From Prince Shcherbatov’s house
the prisoners were led straight down the Virgin’s
Field, to the left of the nunnery, as far as a kitchen
garden in which a post had been set up. Beyond
that post a fresh pit had been dug in the ground,
and near the post and the pit a large crowd stood
in a semicircle. The crowd consisted of a few
Russians and many of Napoleon’s soldiers who
were not on duty Germans, Italians, and
Frenchmen, in a variety of uniforms. To the right
and left of the post stood rows of French troops in
blue uniforms with red epaulets and high boots and
shakos.
The prisoners were placed in a certain
order, according to the list (Pierre was sixth), and
were led to the post. Several drums suddenly
began to beat on both sides of them, and at that sound
Pierre felt as if part of his soul had been torn away.
He lost the power of thinking or understanding.
He could only hear and see. And he had only one
wish that the frightful thing that had to
happen should happen quickly. Pierre looked round
at his fellow prisoners and scrutinized them.
The two first were convicts with shaven
heads. One was tall and thin, the other dark,
shaggy, and sinewy, with a flat nose. The third
was a domestic serf, about forty-five years old, with
grizzled hair and a plump, well-nourished body.

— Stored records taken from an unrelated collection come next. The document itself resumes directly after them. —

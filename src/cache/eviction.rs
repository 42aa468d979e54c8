//! Eviction Policy Module
//!
//! Oldest-written-first reclamation under a byte budget.
//!
//! Entries are ordered by write timestamp, not by last read, so this is an
//! approximation of LRU: a frequently read but early written entry goes first.

// == Eviction Candidate ==
/// What the policy needs to know about one stored entry.
#[derive(Debug, Clone, PartialEq, Eq)]
pub struct EvictionCandidate {
    /// Namespaced storage key
    pub key: String,
    /// Write timestamp (Unix milliseconds), 0 for unparsable entries
    pub timestamp: u64,
    /// Serialized length in bytes
    pub size: usize,
}

// == Eviction Policy ==
/// Byte budget and the usage level eviction brings the store down to.
#[derive(Debug, Clone, Copy, PartialEq)]
pub struct EvictionPolicy {
    /// Maximum bytes for all entries
    pub max_bytes: usize,
    /// Fraction of `max_bytes` to shrink to once eviction runs
    pub cleanup_threshold: f64,
}

impl EvictionPolicy {
    /// Creates a policy with the given budget and threshold.
    pub fn new(max_bytes: usize, cleanup_threshold: f64) -> Self {
        Self {
            max_bytes,
            cleanup_threshold: cleanup_threshold.clamp(0.0, 1.0),
        }
    }

    /// Usage eviction aims for.
    pub fn target_bytes(&self) -> usize {
        (self.max_bytes as f64 * self.cleanup_threshold) as usize
    }

    /// Returns true if writing `incoming` more bytes would exceed the budget.
    pub fn needs_eviction(&self, used: usize, incoming: usize) -> bool {
        used.saturating_add(incoming) > self.max_bytes
    }

    /// Bytes to reclaim so that `used + incoming` fits the target.
    pub fn reclaim_for_write(&self, used: usize, incoming: usize) -> usize {
        used.saturating_add(incoming).saturating_sub(self.target_bytes())
    }

    /// Bytes to reclaim after the medium rejected a write of `incoming` bytes.
    ///
    /// The medium may be smaller than the budget, so this frees at least the
    /// headroom between budget and target regardless of current usage.
    pub fn reclaim_on_quota(&self, incoming: usize) -> usize {
        incoming.max(self.max_bytes - self.target_bytes())
    }

    /// Chooses the keys to remove, oldest first.
    ///
    /// Candidates are sorted by `(timestamp, key)` and taken until at least
    /// `reclaim` bytes are freed, or none are left.
    pub fn plan(&self, mut candidates: Vec<EvictionCandidate>, reclaim: usize) -> Vec<String> {
        candidates.sort_by(|a, b| a.timestamp.cmp(&b.timestamp).then_with(|| a.key.cmp(&b.key)));

        let mut reclaimed = 0;
        let mut victims = Vec::new();

        for candidate in candidates {
            if reclaimed >= reclaim {
                break;
            }
            reclaimed += candidate.size;
            victims.push(candidate.key);
        }

        victims
    }
}

impl Default for EvictionPolicy {
    fn default() -> Self {
        Self::new(5 * 1024 * 1024, 0.8)
    }
}
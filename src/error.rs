//! Error types for the response cache
//!
//! Provides unified error handling using thiserror.

use axum::{
    http::StatusCode,
    response::{IntoResponse, Response},
    Json,
};
use thiserror::Error;

use crate::models::ErrorResponse;

// == Cache Error Enum ==
/// Unified error type for the response cache.
///
/// The type is `Clone` because a failed retrieval is handed to every caller
/// awaiting the same coalesced request.
#[derive(Error, Debug, Clone, PartialEq)]
pub enum CacheError {
    /// The origin could not be reached
    #[error("Network error: {0}")]
    Network(String),

    /// The origin answered with a non-success status
    #[error("HTTP {status}: {reason}")]
    Status { status: u16, reason: String },

    /// The response body could not be decoded
    #[error("Decode error: {0}")]
    Decode(String),

    /// The storage medium refused a write because it is full
    #[error("Storage quota exceeded: {0}")]
    QuotaExceeded(String),

    /// Any other storage failure
    #[error("Storage error: {0}")]
    Storage(String),

    /// Invalid request data
    #[error("Invalid request: {0}")]
    InvalidRequest(String),

    /// Internal error
    #[error("Internal error: {0}")]
    Internal(String),
}

impl CacheError {
    /// Returns true for failures reported by the origin itself.
    pub fn is_origin_status(&self) -> bool {
        matches!(self, CacheError::Status { .. })
    }
}

impl From<std::io::Error> for CacheError {
    fn from(err: std::io::Error) -> Self {
        CacheError::Storage(err.to_string())
    }
}

impl From<serde_json::Error> for CacheError {
    fn from(err: serde_json::Error) -> Self {
        CacheError::Decode(err.to_string())
    }
}

// == IntoResponse Implementation ==
impl IntoResponse for CacheError {
    fn into_response(self) -> Response {
        let status = match &self {
            CacheError::Network(_) => StatusCode::BAD_GATEWAY,
            CacheError::Status { status, .. } => {
                StatusCode::from_u16(*status).unwrap_or(StatusCode::BAD_GATEWAY)
            }
            CacheError::Decode(_) => StatusCode::BAD_GATEWAY,
            CacheError::QuotaExceeded(_) => StatusCode::INSUFFICIENT_STORAGE,
            CacheError::Storage(_) => StatusCode::INTERNAL_SERVER_ERROR,
            CacheError::InvalidRequest(_) => StatusCode::BAD_REQUEST,
            CacheError::Internal(_) => StatusCode::INTERNAL_SERVER_ERROR,
        };

        let body = Json(ErrorResponse::new(self.to_string()));

        (status, body).into_response()
    }
}

// == Result Type Alias ==
/// Convenience Result type for the response cache.
pub type Result<T> = std::result::Result<T, CacheError>;
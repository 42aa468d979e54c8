//! Origin Cache - A fetch-through response cache
//!
//! Serves the admin API over a persisted cache of one origin.

use std::net::SocketAddr;
use std::sync::Arc;

use anyhow::Context;
use tokio::signal;
use tracing::{info, warn};
use tracing_subscriber::{layer::SubscriberExt, util::SubscriberInitExt};

use origin_cache::{create_router, AppState, CacheContext, Config};

/// Main entry point for the origin cache server.
///
/// # Startup Sequence
/// 1. Initialize tracing subscriber for logging
/// 2. Load configuration from environment variables
/// 3. Open the cache context (persisted store and origin transport)
/// 4. Start the version monitor
/// 5. Create Axum router with all endpoints
/// 6. Start HTTP server on configured port
/// 7. Handle graceful shutdown on SIGINT/SIGTERM
#[tokio::main]
async fn main() -> anyhow::Result<()> {
    // Defaults to "info" level, can be overridden with RUST_LOG env var
    tracing_subscriber::registry()
        .with(
            tracing_subscriber::EnvFilter::try_from_default_env()
                .unwrap_or_else(|_| "origin_cache=info,tower_http=info".into()),
        )
        .with(tracing_subscriber::fmt::layer())
        .init();

    info!("Starting Origin Cache Server");

    let config = Config::from_env();
    info!(
        "Configuration loaded: origin={}, max_bytes={}, default_ttl={}ms, sync_interval={}s, port={}",
        config.origin_url,
        config.max_cache_bytes,
        config.default_ttl_ms,
        config.sync_interval,
        config.server_port
    );

    let context = Arc::new(CacheContext::open(&config).context("failed to open cache")?);

    let _subscription = context.monitor().subscribe(|event| {
        info!("Cache invalidated, now at version {}", event.version);
    });
    context.monitor().start();

    let app = create_router(AppState::from_context(&context));

    let addr = SocketAddr::from(([0, 0, 0, 0], config.server_port));
    let listener = tokio::net::TcpListener::bind(addr)
        .await
        .with_context(|| format!("failed to bind {}", addr))?;
    info!("Server listening on http://{}", addr);

    axum::serve(listener, app)
        .with_graceful_shutdown(shutdown_signal(Arc::clone(&context)))
        .await
        .context("server error")?;

    info!("Server shutdown complete");
    Ok(())
}

/// Waits for shutdown signal (Ctrl+C or SIGTERM), then closes the cache.
async fn shutdown_signal(context: Arc<CacheContext>) {
    let ctrl_c = async {
        if let Err(e) = signal::ctrl_c().await {
            warn!("Failed to listen for Ctrl+C: {}", e);
            std::future::pending::<()>().await;
        }
    };

    #[cfg(unix)]
    let terminate = async {
        match signal::unix::signal(signal::unix::SignalKind::terminate()) {
            Ok(mut sigterm) => {
                sigterm.recv().await;
            }
            Err(e) => {
                warn!("Failed to install SIGTERM handler: {}", e);
                std::future::pending::<()>().await;
            }
        }
    };

    #[cfg(not(unix))]
    let terminate = std::future::pending::<()>();

    tokio::select! {
        _ = ctrl_c => {
            info!("Received Ctrl+C, initiating shutdown...");
        }
        _ = terminate => {
            info!("Received SIGTERM, initiating shutdown...");
        }
    }

    context.close();
}
//! API Routes
//!
//! Configures the Axum router with all admin endpoints.

use axum::{
    routing::{delete, get, post, put},
    Router,
};
use tower_http::{
    cors::{Any, CorsLayer},
    trace::TraceLayer,
};

use super::handlers::{
    check_version_handler, fetch_handler, health_handler, invalidate_handler,
    set_version_handler, stats_handler, text_handler, AppState,
};

/// Creates the main router with all endpoints configured.
///
/// # Endpoints
/// - `GET /fetch?endpoint=` - Fetch a JSON endpoint through the cache
/// - `GET /text?endpoint=` - Fetch a text endpoint through the cache
/// - `DELETE /cache?pattern=` - Invalidate matching entries, or all
/// - `PUT /version` - Set the current version
/// - `POST /version/check` - Check the origin's version now
/// - `GET /stats` - Get cache statistics
/// - `GET /health` - Health check endpoint
///
/// # Middleware
/// - CORS: Allows any origin (configurable for production)
/// - Tracing: Logs all requests for debugging
pub fn create_router(state: AppState) -> Router {
    let cors = CorsLayer::new()
        .allow_origin(Any)
        .allow_methods(Any)
        .allow_headers(Any);

    Router::new()
        .route("/fetch", get(fetch_handler))
        .route("/text", get(text_handler))
        .route("/cache", delete(invalidate_handler))
        .route("/version", put(set_version_handler))
        .route("/version/check", post(check_version_handler))
        .route("/stats", get(stats_handler))
        .route("/health", get(health_handler))
        .layer(cors)
        .layer(TraceLayer::new_for_http())
        .with_state(state)
}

The fourth was a peasant, a very handsome man with
a broad, light-brown beard and black eyes. The
fifth was a factory hand, a thin, sallow-faced lad
of eighteen in a loose coat.
Pierre heard the French consulting
whether to shoot them separately or two at a time.
“In couples,” replied the officer in command
in a calm voice. There was a stir in the ranks
of the soldiers and it was evident that they were
all hurrying not as men hurry to do something
they understand, but as people hurry to finish a necessary
but unpleasant and incomprehensible task.
A French official wearing a scarf
came up to the right of the row of prisoners and read
out the sentence in Russian and in French.
Then two pairs of Frenchmen approached
the criminals and at the officer’s command took
the two convicts who stood first in the row. The
convicts stopped when they reached the post and, while
sacks were being brought, looked dumbly around as
a wounded beast looks at an approaching huntsman.
One crossed himself continually, the other scratched
his back and made a movement of the lips resembling
a smile. With hurried hands the soldiers blindfolded
them, drawing the sacks over their heads, and bound
them to the post.
Twelve sharpshooters with muskets
stepped out of the ranks with a firm regular tread
and halted eight paces from the post. Pierre turned
away to avoid seeing what was going to happen.
Suddenly a crackling, rolling noise was heard which
seemed to him louder than the most terrific thunder,
and he looked round. There was some smoke, and
the Frenchmen were doing something near the pit, with
pale faces and trembling hands. Two more prisoners
were led up. In the same way and with similar
looks, these two glanced vainly at the onlookers with
only a silent appeal for protection in their eyes,
evidently unable to understand or believe what was
going to happen to them. They could not believe
it because they alone knew what their life meant to
them, and so they neither understood nor believed
that it could be taken from them.
Again Pierre did not wish to look
and again turned away; but again the sound as of a
frightful explosion struck his ear, and at the same
moment he saw smoke, blood, and the pale, scared faces
of the Frenchmen who were again doing something by
the post, their trembling hands impeding one another.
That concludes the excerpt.